//! Component Registry - Node indices and tree structure.
//!
//! Manages the lifecycle of component nodes:
//! - ID ↔ Index bidirectional mapping
//! - Free index pool for O(1) reuse
//! - Parent links so descendants can walk up to their providers
//! - Parent context stack for nested component creation
//! - Destroy callbacks for unmount-time teardown
//! - Allocation generations so stale handles never touch a recycled index

use std::cell::RefCell;
use std::collections::{HashMap, HashSet};

use super::provided;

// =============================================================================
// Registry State
// =============================================================================

thread_local! {
    /// Map component ID to node index.
    static ID_TO_INDEX: RefCell<HashMap<String, usize>> = RefCell::new(HashMap::new());

    /// Map node index to component ID.
    static INDEX_TO_ID: RefCell<HashMap<usize, String>> = RefCell::new(HashMap::new());

    /// Set of currently allocated indices.
    static ALLOCATED_INDICES: RefCell<HashSet<usize>> = RefCell::new(HashSet::new());

    /// Parent link per allocated index (absent for roots).
    static PARENTS: RefCell<HashMap<usize, usize>> = RefCell::new(HashMap::new());

    /// Pool of freed indices for reuse.
    static FREE_INDICES: RefCell<Vec<usize>> = const { RefCell::new(Vec::new()) };

    /// Next index to allocate if pool is empty.
    static NEXT_INDEX: RefCell<usize> = const { RefCell::new(0) };

    /// Counter for generating unique IDs.
    static ID_COUNTER: RefCell<usize> = const { RefCell::new(0) };

    /// Generation stamped on each index when it is allocated.
    static GENERATIONS: RefCell<HashMap<usize, u64>> = RefCell::new(HashMap::new());

    /// Source of allocation generations. Never reset.
    static NEXT_GENERATION: RefCell<u64> = const { RefCell::new(0) };

    /// Stack of parent indices for nested component creation.
    static PARENT_STACK: RefCell<Vec<usize>> = const { RefCell::new(Vec::new()) };

    /// Destroy callbacks registered per index.
    static DESTROY_CALLBACKS: RefCell<HashMap<usize, Vec<Box<dyn FnOnce()>>>> = RefCell::new(HashMap::new());
}

// =============================================================================
// Parent Context Stack
// =============================================================================

/// Get current parent index (None if rendering at the root).
pub fn get_current_parent_index() -> Option<usize> {
    PARENT_STACK.with(|stack| stack.borrow().last().copied())
}

/// Push a parent index onto the stack.
pub fn push_parent_context(index: usize) {
    PARENT_STACK.with(|stack| stack.borrow_mut().push(index));
}

/// Pop a parent index from the stack.
pub fn pop_parent_context() {
    PARENT_STACK.with(|stack| {
        stack.borrow_mut().pop();
    });
}

/// Run `f` with `index` as the current parent.
///
/// The stack is restored even when `f` unwinds, so a failed accessor call
/// deep inside a subtree does not leave stale parents behind.
pub fn with_parent_context<R>(index: usize, f: impl FnOnce() -> R) -> R {
    struct Restore;

    impl Drop for Restore {
        fn drop(&mut self) {
            pop_parent_context();
        }
    }

    push_parent_context(index);
    let _restore = Restore;
    f()
}

// =============================================================================
// Parent Links
// =============================================================================

/// Record the parent of a node.
pub fn set_parent_index(index: usize, parent: Option<usize>) {
    PARENTS.with(|parents| {
        let mut parents = parents.borrow_mut();
        match parent {
            Some(p) => parents.insert(index, p),
            None => parents.remove(&index),
        };
    });
}

/// Get the parent of a node.
pub fn get_parent_index(index: usize) -> Option<usize> {
    PARENTS.with(|parents| parents.borrow().get(&index).copied())
}

// =============================================================================
// Index Allocation
// =============================================================================

/// Allocate an index for a new component.
///
/// # Arguments
/// * `id` - Optional component ID. If not provided, one is generated.
///
/// # Returns
/// The allocated index. An ID that is already allocated returns its index.
pub fn allocate_index(id: Option<&str>) -> usize {
    let component_id = match id {
        Some(id) => id.to_string(),
        None => ID_COUNTER.with(|counter| {
            let mut counter = counter.borrow_mut();
            let id = format!("c{}", *counter);
            *counter += 1;
            id
        }),
    };

    let existing = ID_TO_INDEX.with(|map| map.borrow().get(&component_id).copied());
    if let Some(index) = existing {
        return index;
    }

    let index = FREE_INDICES.with(|free| {
        free.borrow_mut().pop().unwrap_or_else(|| {
            NEXT_INDEX.with(|next| {
                let mut next = next.borrow_mut();
                let index = *next;
                *next += 1;
                index
            })
        })
    });

    ID_TO_INDEX.with(|map| {
        map.borrow_mut().insert(component_id.clone(), index);
    });
    INDEX_TO_ID.with(|map| {
        map.borrow_mut().insert(index, component_id);
    });
    ALLOCATED_INDICES.with(|set| {
        set.borrow_mut().insert(index);
    });
    let generation = NEXT_GENERATION.with(|next| {
        let mut next = next.borrow_mut();
        *next += 1;
        *next
    });
    GENERATIONS.with(|map| {
        map.borrow_mut().insert(index, generation);
    });

    index
}

/// Allocate a node as a child of the current parent context.
pub fn allocate_child(id: Option<&str>) -> usize {
    let index = allocate_index(id);
    set_parent_index(index, get_current_parent_index());
    index
}

/// Allocate a child of the current parent and take a reference to it.
pub fn allocate_node(id: Option<&str>) -> NodeRef {
    let index = allocate_child(id);
    let generation = GENERATIONS.with(|map| map.borrow().get(&index).copied());
    NodeRef {
        index,
        generation: generation.unwrap_or_default(),
    }
}

/// Release an index back to the pool.
///
/// Children are released first, then the node's destroy callbacks run, then
/// its provided values are dropped.
pub fn release_index(index: usize) {
    let id = INDEX_TO_ID.with(|map| map.borrow().get(&index).cloned());
    let Some(id) = id else { return };

    let children: Vec<usize> = PARENTS.with(|parents| {
        parents
            .borrow()
            .iter()
            .filter(|&(_, &parent)| parent == index)
            .map(|(&child, _)| child)
            .collect()
    });

    for child_index in children {
        release_index(child_index);
    }

    run_destroy_callbacks(index);
    provided::clear_index(index);

    ID_TO_INDEX.with(|map| {
        map.borrow_mut().remove(&id);
    });
    INDEX_TO_ID.with(|map| {
        map.borrow_mut().remove(&index);
    });
    ALLOCATED_INDICES.with(|set| {
        set.borrow_mut().remove(&index);
    });
    PARENTS.with(|parents| {
        parents.borrow_mut().remove(&index);
    });
    GENERATIONS.with(|map| {
        map.borrow_mut().remove(&index);
    });

    FREE_INDICES.with(|free| free.borrow_mut().push(index));

    // Empty tree: start numbering from zero again
    let is_empty = ALLOCATED_INDICES.with(|set| set.borrow().is_empty());
    if is_empty {
        FREE_INDICES.with(|free| free.borrow_mut().clear());
        NEXT_INDEX.with(|next| *next.borrow_mut() = 0);
    }
}

// =============================================================================
// Node References
// =============================================================================

/// An index plus the generation it was allocated with.
///
/// Indices are recycled, so a bare index can outlive its node and end up
/// naming an unrelated one. A `NodeRef` only acts while its allocation is
/// still the live one.
#[derive(Clone, Copy, Debug, PartialEq, Eq)]
pub struct NodeRef {
    index: usize,
    generation: u64,
}

impl NodeRef {
    /// Index this reference was taken for.
    pub fn index(&self) -> usize {
        self.index
    }

    /// Whether the node is still allocated under the same generation.
    pub fn is_current(&self) -> bool {
        GENERATIONS.with(|map| map.borrow().get(&self.index) == Some(&self.generation))
    }

    /// Release the node if it is still current. Returns whether it was.
    pub fn release(self) -> bool {
        if !self.is_current() {
            return false;
        }
        release_index(self.index);
        true
    }
}

/// Take a reference to the live allocation at `index`.
pub fn node_ref(index: usize) -> Option<NodeRef> {
    GENERATIONS.with(|map| {
        map.borrow()
            .get(&index)
            .map(|&generation| NodeRef { index, generation })
    })
}

// =============================================================================
// Destroy Callbacks
// =============================================================================

/// Register a callback to run when the component at `index` is destroyed.
pub fn on_destroy(index: usize, callback: impl FnOnce() + 'static) {
    DESTROY_CALLBACKS.with(|callbacks| {
        callbacks
            .borrow_mut()
            .entry(index)
            .or_default()
            .push(Box::new(callback));
    });
}

/// Run and clear destroy callbacks for an index.
fn run_destroy_callbacks(index: usize) {
    let callbacks = DESTROY_CALLBACKS.with(|callbacks| callbacks.borrow_mut().remove(&index));
    if let Some(callbacks) = callbacks {
        for callback in callbacks {
            callback();
        }
    }
}

// =============================================================================
// Lookups
// =============================================================================

/// Get index for a component ID.
pub fn get_index(id: &str) -> Option<usize> {
    ID_TO_INDEX.with(|map| map.borrow().get(id).copied())
}

/// Get ID for an index.
pub fn get_id(index: usize) -> Option<String> {
    INDEX_TO_ID.with(|map| map.borrow().get(&index).cloned())
}

/// Check if an index is currently allocated.
pub fn is_allocated(index: usize) -> bool {
    ALLOCATED_INDICES.with(|set| set.borrow().contains(&index))
}

/// Get the count of currently allocated components.
pub fn get_allocated_count() -> usize {
    ALLOCATED_INDICES.with(|set| set.borrow().len())
}

// =============================================================================
// Reset (for testing)
// =============================================================================

/// Reset all registry state (for testing).
///
/// Nodes still mounted are released first, so their destroy callbacks run.
pub fn reset_registry() {
    PARENT_STACK.with(|stack| stack.borrow_mut().clear());
    let roots: Vec<usize> = ALLOCATED_INDICES.with(|set| {
        set.borrow()
            .iter()
            .copied()
            .filter(|&index| get_parent_index(index).is_none())
            .collect()
    });
    for root in roots {
        release_index(root);
    }

    ID_TO_INDEX.with(|map| map.borrow_mut().clear());
    INDEX_TO_ID.with(|map| map.borrow_mut().clear());
    ALLOCATED_INDICES.with(|set| set.borrow_mut().clear());
    PARENTS.with(|parents| parents.borrow_mut().clear());
    FREE_INDICES.with(|free| free.borrow_mut().clear());
    NEXT_INDEX.with(|next| *next.borrow_mut() = 0);
    ID_COUNTER.with(|counter| *counter.borrow_mut() = 0);
    GENERATIONS.with(|map| map.borrow_mut().clear());
    DESTROY_CALLBACKS.with(|callbacks| callbacks.borrow_mut().clear());
    provided::reset_provided();
}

★ ★ ★ ★

• PROBLEM DESCRIPTION: Say only the number of lines of the data above in which the string "static" occurs.

• SOLUTION TO THIS PROBLEM: 12